Consumer prices tracked by the benchmark IPCA index rose 4.53 percent in the 12 months through mid-October, government statistics agency IBGE said on Tuesday, flat against the rate seen at the end of September but above the 4.28 percent rate in mid-September.
Economists polled by Reuters had predicted a 4.59 percent reading. The central bank targets a 4.5 percent year-end rate for 2018 and 4.25 percent for 2019, plus or minus 1.5 percentage points.
Food prices rose sharply in mid-October after falling for several months, pressuring the index. Fuel prices also jumped due to a weaker currency, adding to transportation costs.

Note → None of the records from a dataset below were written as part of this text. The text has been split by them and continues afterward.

//! Key mapping from terminal events to animation commands.
//!
//! Letter keys are case-insensitive. Arrow keys arrive already decoded by
//! crossterm, so platform escape sequences never reach this table.

use crate::types::Command;
use crossterm::event::{KeyCode, KeyEvent, KeyEventKind, KeyModifiers};

/// Map a keyboard event to a command. Releases and unknown keys map to `None`.
pub fn handle_key_event(key: KeyEvent) -> Option<Command> {
    if key.kind == KeyEventKind::Release {
        return None;
    }

    // Raw mode swallows SIGINT, so Ctrl+C arrives as a key.
    if key.code == KeyCode::Char('c') && key.modifiers.contains(KeyModifiers::CONTROL) {
        return Some(Command::Quit);
    }

    match key.code {
        KeyCode::Up => Some(Command::Faster),
        KeyCode::Down => Some(Command::Slower),
        KeyCode::Right => Some(Command::NextPattern),
        KeyCode::Left => Some(Command::PrevPattern),
        KeyCode::Char(c) => command_for_char(c),
        _ => None,
    }
}

/// Map a single typed character to a command.
pub fn command_for_char(c: char) -> Option<Command> {
    match c.to_ascii_lowercase() {
        // Speed
        'w' => Some(Command::Faster),
        's' => Some(Command::Slower),

        // Pattern
        'd' => Some(Command::NextPattern),
        'a' => Some(Command::PrevPattern),
        'r' => Some(Command::RandomPattern),

        // Range
        '+' | '=' => Some(Command::WidenRange),
        '-' | '_' => Some(Command::NarrowRange),

        // General
        ' ' => Some(Command::TogglePause),
        'i' => Some(Command::ToggleStats),
        'h' | '?' => Some(Command::Help),
        'q' => Some(Command::Quit),

        _ => None,
    }
}
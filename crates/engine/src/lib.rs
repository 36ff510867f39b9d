//! Animation engine: configuration, the render loop and process wiring.
//!
//! The render loop owns the animation state. The input listener runs on its
//! own thread and only sends [`crate::types::Command`]s, so no state is shared
//! between the two beyond the channel.

pub mod config;
pub mod render_loop;
pub mod runner;

pub use pattern_animator_core as core;
pub use pattern_animator_input as input;
pub use pattern_animator_term as term;
pub use pattern_animator_types as types;

pub use config::AnimatorConfig;
pub use render_loop::{RenderLoop, StopReason};
pub use runner::{interrupt_signal, run_animation, Outcome};
//! Core animation logic module - pure and testable
//!
//! This module contains the pattern generators and the animation state with
//! its bounce state machine. It has **no dependencies** on terminal I/O, making it:
//!
//! - **Deterministic**: every pattern except `Random` is a pure function of the frame
//! - **Testable**: unit tests cover every clamp and boundary transition
//! - **Portable**: usable from the terminal loop, benches or headless tests
//!
//! # Module Structure
//!
//! - [`pattern`]: the ten glyph generators and the single `render` dispatch
//! - [`animation`]: position, heading, tuning knobs, notices and statistics
//!
//! # Example
//!
//! ```
//! use pattern_animator_core::AnimationState;
//! use pattern_animator_types::{Command, Heading};
//! use rand::rngs::StdRng;
//! use rand::SeedableRng;
//!
//! let mut rng = StdRng::seed_from_u64(1);
//! let mut state = AnimationState::new();
//!
//! state.apply_command(Command::NarrowRange, &mut rng);
//! for _ in 0..35 {
//!     state.update_position();
//! }
//!
//! assert_eq!(state.position(), 35);
//! assert_eq!(state.heading(), Heading::Inbound);
//! assert_eq!(state.bounces(), 1);
//! ```

pub mod animation;
pub mod pattern;

pub use pattern_animator_types as types;

pub use animation::{AnimationState, Notice, Stats};
pub use pattern::render;
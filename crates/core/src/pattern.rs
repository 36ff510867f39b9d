//! Pattern library - glyph strings for each pattern mode
//!
//! Every generator is a pure function of the frame counter and its fixed
//! parameters. The only exception is [`PatternKind::Random`], which draws from
//! the caller-supplied RNG so tests can seed it.

use rand::Rng;

use crate::types::{
    PatternKind, ALTERNATE_WIDTH, BOX_REPEAT, FIBONACCI_LENGTH, FRACTAL_MAX_LEN, PULSE_MAX_WIDTH,
    PULSE_MIN_WIDTH, RANDOM_WIDTH, SIMPLE_WIDTH, WAVE_WIDTH,
};

pub const SIMPLE_GLYPH: char = '*';
pub const WAVE_SOLID: char = '#';
pub const WAVE_FAINT: char = '.';
pub const SOLID_BLOCK: char = '█';
pub const SHADED_BLOCK: char = '▒';
pub const ALTERNATE_DARK: char = '▓';
pub const ALTERNATE_LIGHT: char = '░';
pub const RANDOM_ALPHABET: [char; 9] = ['@', '#', '$', '%', '&', '*', '+', '=', '~'];
pub const BOX_GLYPHS: [char; 4] = ['▖', '▘', '▝', '▗'];
pub const ARROW_RIGHT: &str = "====>";
pub const ARROW_LEFT: &str = "<====";

/// Render the glyph string for `kind` at `frame`.
///
/// This is the single dispatch point over the closed set of modes.
pub fn render<R: Rng>(kind: PatternKind, frame: u64, rng: &mut R) -> String {
    match kind {
        PatternKind::Simple => simple(SIMPLE_WIDTH),
        PatternKind::Wave => wave(frame, WAVE_WIDTH),
        PatternKind::Pulse => pulse(frame, PULSE_MIN_WIDTH, PULSE_MAX_WIDTH),
        PatternKind::Random => random_chars(rng, RANDOM_WIDTH),
        PatternKind::Alternate => alternating(frame, ALTERNATE_WIDTH),
        PatternKind::ArrowRight => arrow(true),
        PatternKind::ArrowLeft => arrow(false),
        PatternKind::BoxRotate => box_rotate(frame, BOX_REPEAT),
        PatternKind::Fibonacci => fibonacci(FIBONACCI_LENGTH),
        PatternKind::Fractal => fractal(frame, FRACTAL_MAX_LEN),
    }
}

pub fn simple(width: usize) -> String {
    std::iter::repeat(SIMPLE_GLYPH).take(width).collect()
}

/// Sine wave sampled across `width` columns, drifting with the frame.
pub fn wave(frame: u64, width: usize) -> String {
    (0..width)
        .map(|i| {
            let height = (3.0 * (i as f64 * 0.5 + frame as f64 * 0.2).sin() + 3.0).round();
            if height > 2.0 {
                WAVE_SOLID
            } else {
                WAVE_FAINT
            }
        })
        .collect()
}

/// Solid bar whose width oscillates between `min_width` and `max_width`.
///
/// The bounds may be given in either order.
pub fn pulse(frame: u64, min_width: usize, max_width: usize) -> String {
    let (min_width, max_width) = (min_width.min(max_width), min_width.max(max_width));
    let amplitude = (max_width - min_width) as f64 / 2.0;
    let mid = (max_width + min_width) as f64 / 2.0;
    let width = (amplitude * (frame as f64 * 0.1).sin() + mid).round() as usize;
    let width = width.clamp(min_width, max_width);
    std::iter::repeat(SOLID_BLOCK).take(width).collect()
}

pub fn random_chars<R: Rng>(rng: &mut R, width: usize) -> String {
    (0..width)
        .map(|_| RANDOM_ALPHABET[rng.gen_range(0..RANDOM_ALPHABET.len())])
        .collect()
}

/// Checkerboard of two shades that shifts by one column every two frames.
pub fn alternating(frame: u64, width: usize) -> String {
    let shift = (frame / 2) as usize;
    (0..width)
        .map(|i| {
            if (i + shift) % 2 == 0 {
                ALTERNATE_DARK
            } else {
                ALTERNATE_LIGHT
            }
        })
        .collect()
}

pub fn arrow(pointing_right: bool) -> String {
    if pointing_right {
        ARROW_RIGHT.to_string()
    } else {
        ARROW_LEFT.to_string()
    }
}

pub fn box_rotate(frame: u64, repeat: usize) -> String {
    let glyph = BOX_GLYPHS[(frame % BOX_GLYPHS.len() as u64) as usize];
    std::iter::repeat(glyph).take(repeat).collect()
}

/// Parity of the first `length` Fibonacci numbers: even is solid, odd is shaded.
pub fn fibonacci(length: usize) -> String {
    let (mut a, mut b) = (0u64, 1u64);
    let mut out = String::with_capacity(length * SOLID_BLOCK.len_utf8());
    for _ in 0..length {
        out.push(if a % 2 == 0 { SOLID_BLOCK } else { SHADED_BLOCK });
        let next = a.wrapping_add(b);
        a = b;
        b = next;
    }
    out
}

/// Cantor-like doubling: `iteration % 4` rounds of `p + shade + p`, then
/// truncated to `max_len` glyphs.
pub fn fractal(iteration: u64, max_len: usize) -> String {
    let mut pattern = SOLID_BLOCK.to_string();
    for _ in 0..iteration % 4 {
        let mut next = String::with_capacity(pattern.len() * 2 + SHADED_BLOCK.len_utf8());
        next.push_str(&pattern);
        next.push(SHADED_BLOCK);
        next.push_str(&pattern);
        pattern = next;
    }
    pattern.chars().take(max_len).collect()
}

#[cfg(test)]
mod tests {
    use super::*;
    use rand::rngs::StdRng;
    use rand::SeedableRng;

    fn glyphs(s: &str) -> Vec<char> {
        s.chars().collect()
    }

    #[test]
    fn simple_is_eight_stars() {
        assert_eq!(simple(SIMPLE_WIDTH), "********");
    }

    #[test]
    fn fibonacci_encodes_parity_of_first_ten() {
        let expected: String = [
            SOLID_BLOCK,
            SHADED_BLOCK,
            SHADED_BLOCK,
            SOLID_BLOCK,
            SHADED_BLOCK,
            SHADED_BLOCK,
            SOLID_BLOCK,
            SHADED_BLOCK,
            SHADED_BLOCK,
            SOLID_BLOCK,
        ]
        .iter()
        .collect();
        assert_eq!(fibonacci(FIBONACCI_LENGTH), expected);

        let g = glyphs(&expected);
        assert_eq!(g.iter().filter(|&&c| c == SOLID_BLOCK).count(), 4);
        assert_eq!(g.iter().filter(|&&c| c == SHADED_BLOCK).count(), 6);
    }

    #[test]
    fn box_rotate_uses_frame_mod_four() {
        assert_eq!(box_rotate(5, BOX_REPEAT), "▘▘▘▘▘");
        assert_eq!(box_rotate(0, BOX_REPEAT), "▖▖▖▖▖");
        assert_eq!(box_rotate(3, BOX_REPEAT), box_rotate(7, BOX_REPEAT));
    }

    #[test]
    fn wave_samples_sine_per_column() {
        let w = glyphs(&wave(0, WAVE_WIDTH));
        assert_eq!(w.len(), WAVE_WIDTH);
        // sin(0) = 0 -> height 3
        assert_eq!(w[0], WAVE_SOLID);
        // sin(3.5) ~ -0.35 -> height 2
        assert_eq!(w[7], WAVE_FAINT);
        assert!(w.iter().all(|&c| c == WAVE_SOLID || c == WAVE_FAINT));
    }

    #[test]
    fn pulse_stays_between_min_and_max() {
        assert_eq!(glyphs(&pulse(0, 3, 15)).len(), 9);
        assert_eq!(glyphs(&pulse(16, 3, 15)).len(), 15);
        assert_eq!(glyphs(&pulse(47, 3, 15)).len(), 3);
        for frame in 0..200 {
            let n = glyphs(&pulse(frame, 3, 15)).len();
            assert!((3..=15).contains(&n), "frame {frame}: width {n}");
        }
    }

    #[test]
    fn pulse_accepts_swapped_bounds() {
        for frame in [0, 16, 47] {
            assert_eq!(pulse(frame, 15, 3), pulse(frame, 3, 15));
        }
        assert_eq!(glyphs(&pulse(5, 4, 4)).len(), 4);
    }

    #[test]
    fn alternating_shifts_every_two_frames() {
        assert_eq!(alternating(0, 4), "▓░▓░");
        assert_eq!(alternating(1, 4), "▓░▓░");
        assert_eq!(alternating(2, 4), "░▓░▓");
        assert_eq!(glyphs(&alternating(9, ALTERNATE_WIDTH)).len(), ALTERNATE_WIDTH);
    }

    #[test]
    fn fractal_grows_then_wraps() {
        assert_eq!(fractal(0, FRACTAL_MAX_LEN), "█");
        assert_eq!(fractal(1, FRACTAL_MAX_LEN), "█▒█");
        assert_eq!(fractal(2, FRACTAL_MAX_LEN), "█▒█▒█▒█");
        assert_eq!(glyphs(&fractal(3, FRACTAL_MAX_LEN)).len(), 15);
        assert_eq!(fractal(4, FRACTAL_MAX_LEN), "█");
        assert_eq!(glyphs(&fractal(3, 5)).len(), 5);
    }

    #[test]
    fn random_draws_from_alphabet_and_follows_seed() {
        let mut a = StdRng::seed_from_u64(7);
        let mut b = StdRng::seed_from_u64(7);
        let first = random_chars(&mut a, RANDOM_WIDTH);
        assert_eq!(first, random_chars(&mut b, RANDOM_WIDTH));
        assert_eq!(glyphs(&first).len(), RANDOM_WIDTH);
        assert!(first.chars().all(|c| RANDOM_ALPHABET.contains(&c)));
    }

    #[test]
    fn every_mode_renders_non_empty() {
        let mut rng = StdRng::seed_from_u64(1);
        for kind in PatternKind::ALL {
            for frame in [0, 1, 2, 5, 63, 1_000_000] {
                assert!(!render(kind, frame, &mut rng).is_empty(), "{kind:?} at {frame}");
            }
        }
    }

    #[test]
    fn arrow_modes_are_static() {
        let mut rng = StdRng::seed_from_u64(1);
        assert_eq!(render(PatternKind::ArrowRight, 0, &mut rng), "====>");
        assert_eq!(render(PatternKind::ArrowRight, 99, &mut rng), "====>");
        assert_eq!(render(PatternKind::ArrowLeft, 3, &mut rng), "<====");
    }
}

But there are growing signs that underlying inflation pressures are simmering as Latin America’s largest economy gradually recovers from a deep recession.
So-called core inflation, which strips the index of volatile components, has accelerated from around 3 percent to above 3.5 percent over the last few months, as higher import costs spilled over more widely.
The IPCA index rose 0.58 percent from mid-September, IBGE said, below a median economist forecast of 0.64 percent.
The central bank has held interest rates at a record-low 6.50 percent for months, but acknowledged that a hike could come soon if the outlook deteriorates in the wake of a September currency selloff.
But the Brazilian real rebounded in October as right-wing candidate Jair Bolsonaro, who is favored by investors, looked increasingly certain to win this month’s presidential elections, suggesting policymakers may take their time before tightening. (Reporting by Bruno Federowski Editing by Paul Simao)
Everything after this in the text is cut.